Ed Ou (b.1986) is a culturally ambiguous Canadian photojournalist who has been bouncing around the Middle East, former Soviet Union, Africa, and the Americas.

He started his career early as a teenager, covering the 2006 war between Israel and Hezbollah in southern Lebanon, and the fall of the Islamic Courts in Mogadishu, Somalia while he was studying in the Middle East. He first worked for Reuters and the Associated Press, covering a wide range of news stories in that region. He was also an intern at the New York Times and went on to work for them frequently in the years since. After university, he moved to Kazakhstan, where he documented the tragic consequences of Soviet nuclear weapons testing in Semipalatinsk. In recent years he has covered the wave of uprisings that has rocked the Arab World, in addition to the 2013 Gezi park protests in Istanbul.

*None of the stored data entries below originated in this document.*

//! The assessment engine: the declarative rule evaluator, the ADASS
//! severity calculator, and the attribute/permission assessors built on top
//! of both.

pub mod adass;
pub mod attribute;
pub mod operators;
pub mod permission;
pub mod rules;

pub use adass::AdassScore;
pub use attribute::{assess_user_attributes, AttributeAssessment};
pub use permission::{assess_permissions, PathAssessment, PermissionAssessment, PermissionRule, PermissionRuleTable};
pub use rules::{CriteriaEntry, CriterionClause, PropertyResolver, Rule, RuleEngine, RuleEvaluation};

Ed has been the recipient of a Global Vision Award, World Understand Award, and Photographer of the Year Award from POYi; a 1st-place Contemporary Issues award from World Press Photo; and other recognition from the Overseas Press Club, Ian Parry Scholarship, Best of Photojournalism, PDN Photo Annual, UNICEF, and more. He has been selected for a Getty Images Editorial Grant, PDN 30 Under 30, and took part in the World Press Photo Joop Swart Masterclass. He was also awarded the City of Perpignan Young Reporter Award at Visa Pour L'Image and the Young Reporter Prize from the Prix Bayeux-Calvados Award for War Correspondents. In 2012, he was selected for the TED Fellows Program.

He speaks English, Arabic, Mandarin, and gets by in Hebrew and French.